# Misty and Eddie in my back garden!!



## moomoo (Feb 21, 2007)

Oh I forgot to put this pic in, I think its quite cute


----------



## kitten_Val (Apr 25, 2007)

Wow! You are brave!  If I'd let mine in backyard they probably would just start knocking into windows.


----------



## Vidaloco (Sep 14, 2007)

Mine would have every piece of clothing on that clothes line pulled down and trampled on :lol: Looks like they are enjoying that nice green grass though. I like the between the ears shot.


----------



## moomoo (Feb 21, 2007)

lol :lol: Im quite surprised that misty didnt explore and chew things up  She must have just been hungry


----------



## FGRanch (Feb 9, 2008)

I love your gray pony! So cute! What breed are they? Where abouts in the UK are you from? My step dad is from there.


----------



## moomoo (Feb 21, 2007)

Eddie (the black one  belonging to Abi) is pure Irish Sport Horse/ Irish Hunter 

Misty (my baby girl) is Arab x Connemara [i call her an aramara]
(http://dunleweyconnemaraponies.googlepages.com/home)  

We are in cheshire


----------



## FGRanch (Feb 9, 2008)

She is a very nice horse, the breed explains why. 

I love both of those breeds. However I have never seen it crossed, it looks great! 

I would love to ride thru town, you are so lucky. I used to do it when I was a kid. We lived in a small town and we used to ride to town every other weekend. It was a blast. But now they are rules and laws against it!


----------



## moomoo (Feb 21, 2007)

Thanks  I am very proud of my aramara 8) 

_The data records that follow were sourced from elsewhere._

use chrono::{DateTime, Utc};

/// Current UTC time as naive ISO-8601 with microseconds (`2024-05-01T08:30:00.123456`),
/// the format stored in conversation history.
pub fn now_iso() -> String {
    format_iso(Utc::now())
}

pub fn format_iso(ts: DateTime<Utc>) -> String {
    ts.format("%Y-%m-%dT%H:%M:%S%.6f").to_string()
}

#[cfg(test)]
mod tests {
    use {super::*, chrono::TimeZone};

    #[test]
    fn iso_has_microseconds_and_no_offset() {
        let ts = Utc.with_ymd_and_hms(2024, 5, 1, 8, 30, 0).single().unwrap();
        assert_eq!(format_iso(ts), "2024-05-01T08:30:00.000000");
    }
}
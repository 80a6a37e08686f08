//! Detection and merging of tables that continue across pages.

use std::collections::BTreeMap;

use tracing::debug;

use crate::{
    layout::{Table, TableCell},
    text::{clean_text, static_regex},
};

static_regex!(data_pattern, r"\d+[.,]\d+|\d{4}|IDR|Rp|%");
static_regex!(digit, r"\d");
static_regex!(letter, r"[a-zA-Z]");

/// Cleaned contents of row 0, ordered by column.
pub fn table_headers(table: &Table) -> Vec<String> {
    let mut header: Vec<&TableCell> = table.cells.iter().filter(|c| c.row_index == 0).collect();
    header.sort_by_key(|c| c.column_index);
    header.into_iter().map(|c| clean_text(&c.content)).collect()
}

/// Share of positions whose headers match case-insensitively. Header rows of
/// different widths never match.
pub fn header_similarity(a: &[String], b: &[String]) -> f64 {
    if a.len() != b.len() || a.is_empty() {
        return 0.0;
    }
    let matches = a
        .iter()
        .zip(b)
        .filter(|(x, y)| x.to_lowercase() == y.to_lowercase())
        .count();
    matches as f64 / a.len() as f64
}

/// `number`, `text`, `mixed` or `empty` for every column, judged on the data rows.
pub fn column_types(table: &Table) -> Vec<&'static str> {
    if table.cells.is_empty() || table.column_count == 0 {
        return Vec::new();
    }
    (0..table.column_count)
        .map(|col| {
            let cells: Vec<&TableCell> = table
                .cells
                .iter()
                .filter(|c| c.column_index == col && c.row_index > 0)
                .collect();
            if cells.is_empty() {
                return "empty";
            }
            let total = cells.len() as f64;
            let numbers = cells.iter().filter(|c| digit().is_match(&c.content)).count() as f64;
            let texts = cells.iter().filter(|c| letter().is_match(&c.content)).count() as f64;
            if numbers > total * 0.7 {
                "number"
            } else if texts > total * 0.7 {
                "text"
            } else {
                "mixed"
            }
        })
        .collect()
}

/// Whether `next` continues `prev`, `distance` tables later in the document.
pub fn is_table_continuation(prev: &Table, next: &Table, distance: usize) -> bool {
    if distance > 2 || prev.column_count != next.column_count {
        return false;
    }

    if let (Some(p1), Some(p2)) = (prev.page_number(), next.page_number())
        && p1 > 0
        && p2 > p1 + 1
    {
        return false;
    }

    let h1 = table_headers(prev);
    let h2 = table_headers(next);
    if !h1.is_empty() && !h2.is_empty() {
        if h1 == h2 {
            debug!("identical table headers");
            return true;
        }
        let similarity = header_similarity(&h1, &h2);
        if similarity > 0.8 {
            debug!(similarity, "similar table headers");
            return true;
        }
    }

    let first_row: Vec<&TableCell> = next.cells.iter().filter(|c| c.row_index == 0).collect();
    if !first_row.is_empty() {
        let avg_len = first_row
            .iter()
            .map(|c| c.content.chars().count())
            .sum::<usize>() as f64
            / first_row.len() as f64;
        if avg_len > 30.0 {
            debug!("first row of next table looks like data");
            return true;
        }
        if first_row.iter().any(|c| data_pattern().is_match(&c.content)) {
            debug!("first row of next table contains data patterns");
            return true;
        }
    }

    let t1 = column_types(prev);
    let t2 = column_types(next);
    if !t1.is_empty() && t1.len() == t2.len() {
        let same = t1.iter().zip(&t2).filter(|(a, b)| a == b).count();
        let ratio = same as f64 / t1.len() as f64;
        if ratio > 0.7 {
            debug!(ratio, "column types match");
            return true;
        }
    }

    false
}

/// Concatenate `tables` into one. Every table after the first loses its
/// header row and the rows are renumbered.
pub fn merge_tables(tables: &[Table]) -> Table {
    if let [only] = tables {
        return only.clone();
    }

    let mut rows: BTreeMap<usize, BTreeMap<usize, String>> = BTreeMap::new();
    let mut offset = 0;
    for (idx, table) in tables.iter().enumerate() {
        let start_row = usize::from(idx > 0);
        for cell in table.cells.iter().filter(|c| c.row_index >= start_row) {
            rows.entry(cell.row_index - start_row + offset)
                .or_default()
                .insert(cell.column_index, clean_text(&cell.content));
        }
        let max_row = table.cells.iter().map(|c| c.row_index).max().unwrap_or(0);
        offset += (max_row + 1).saturating_sub(start_row);
    }

    let first = tables.first().cloned().unwrap_or_default();
    Table {
        row_count: rows.len(),
        column_count: first.column_count,
        bounding_regions: first.bounding_regions,
        cells: rows
            .into_iter()
            .flat_map(|(row_index, cols)| {
                cols.into_iter().map(move |(column_index, content)| TableCell {
                    row_index,
                    column_index,
                    content,
                })
            })
            .collect(),
    }
}

/// Greedily merge runs of continuation tables.
pub fn merge_multi_page_tables(tables: &[Table]) -> Vec<Table> {
    if tables.len() < 2 {
        return tables.to_vec();
    }

    let mut merged = Vec::new();
    let mut i = 0;
    while i < tables.len() {
        let mut run = vec![tables[i].clone()];
        let mut j = i + 1;
        while j < tables.len() {
            let last = &run[run.len() - 1];
            if is_table_continuation(last, &tables[j], j - i) {
                debug!(table = j, of = i, "table continues previous");
                run.push(tables[j].clone());
                j += 1;
            } else {
                break;
            }
        }
        if run.len() > 1 {
            debug!(count = run.len(), "merging tables");
        }
        merged.push(merge_tables(&run));
        i = j;
    }
    merged
}

#[cfg(test)]
mod tests {
    use {super::*, crate::layout::BoundingRegion};

    fn table(page: u32, rows: &[&[&str]]) -> Table {
        let cells = rows
            .iter()
            .enumerate()
            .flat_map(|(r, row)| {
                row.iter().enumerate().map(move |(c, content)| TableCell {
                    row_index: r,
                    column_index: c,
                    content: content.to_string(),
                })
            })
            .collect();
        Table {
            row_count: rows.len(),
            column_count: rows.first().map_or(0, |r| r.len()),
            cells,
            bounding_regions: vec![BoundingRegion { page_number: page }],
        }
    }

    #[test]
    fn headers_are_cleaned_and_ordered() {
        let mut t = table(1, &[&["Nama", "Jabatan  Baru"]]);
        t.cells.reverse();
        assert_eq!(table_headers(&t), ["Nama", "Jabatan Baru"]);
    }

    #[test]
    fn similarity_is_positional() {
        let a = vec!["No".to_string(), "Nama".into(), "Unit".into()];
        let b = vec!["no".to_string(), "NAMA".into(), "Divisi".into()];
        assert!((header_similarity(&a, &b) - 2.0 / 3.0).abs() < 1e-9);
        assert_eq!(header_similarity(&a, &b[..2]), 0.0);
    }

    #[test]
    fn column_types_from_data_rows() {
        let t = table(1, &[&["Item", "Qty", "Note"], &["Pen", "3", ""], &["Book", "12", ""]]);
        assert_eq!(column_types(&t), ["text", "number", "mixed"]);
    }

    #[test]
    fn identical_headers_continue() {
        let a = table(1, &[&["No", "Nama"], &["1", "Ani"]]);
        let b = table(2, &[&["No", "Nama"], &["2", "Budi"]]);
        assert!(is_table_continuation(&a, &b, 1));
    }

    #[test]
    fn distant_or_different_tables_do_not_continue() {
        let a = table(1, &[&["No", "Nama"], &["1", "Ani"]]);
        let far = table(3, &[&["No", "Nama"], &["2", "Budi"]]);
        let wide = table(2, &[&["No", "Nama", "Unit"]]);
        assert!(!is_table_continuation(&a, &far, 1));
        assert!(!is_table_continuation(&a, &wide, 1));
        assert!(!is_table_continuation(&a, &a, 3));
    }

    #[test]
    fn data_first_row_continues() {
        let a = table(1, &[&["Periode", "Biaya"], &["Jan", "x"]]);
        let b = table(2, &[&["Feb", "Rp 1.500"]]);
        assert!(is_table_continuation(&a, &b, 1));
    }

    #[test]
    fn merges_runs_and_drops_repeated_header() {
        let a = table(1, &[&["No", "Nama"], &["1", "Ani"]]);
        let b = table(2, &[&["No", "Nama"], &["2", "Budi"], &["3", "Cici"]]);
        let c = table(5, &[&["Kode", "Harga"], &["A", "10"]]);
        let merged = merge_multi_page_tables(&[a, b, c]);
        assert_eq!(merged.len(), 2);
        assert_eq!(merged[0].row_count, 4);
        let names: Vec<_> = merged[0]
            .cells
            .iter()
            .filter(|c| c.column_index == 1)
            .map(|c| c.content.as_str())
            .collect();
        assert_eq!(names, ["Nama", "Ani", "Budi", "Cici"]);
        assert_eq!(merged[1].cells[0].content, "Kode");
    }
}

In summer it is great, after school we saddle up, and just wander around until it is going dark


----------



## moomoo (Feb 21, 2007)

:shock: Laws against it!? I hope there wont be for us


----------



## Momo (Jan 24, 2008)

such cute pics!


----------



## PoptartShop (Jul 25, 2010)

Aww, they are soo cute!  I love going on hacks; they're so much fun!


----------



## Bitless (Jan 11, 2008)

Aww very cute. Sounds like you guys had good fun


----------



## free_sprtd (Oct 18, 2007)

awww jealous!! i wanna go riding in the streets lol

you got some beauties there!


----------



## Cynthia (Feb 17, 2008)

So cool!


----------



## DPC (Feb 16, 2008)

Nice pics! Now learn 'em play basketball :lol:


----------



## horseylover1_1 (Feb 13, 2008)

Aww so cute. I like yours, but since I love blacks/dark brown I have to say the other one caught my eye. I do not know if there are laws here, but I heard dumb ppl honk at the horses and it spooks them. So, I' ll probably pass.


----------



## moomoo (Feb 21, 2007)

yeah, you do get dumb people who think you are waving when you ask them to slow down :roll: And ignorant people who go flying past at 60mph :shock:


----------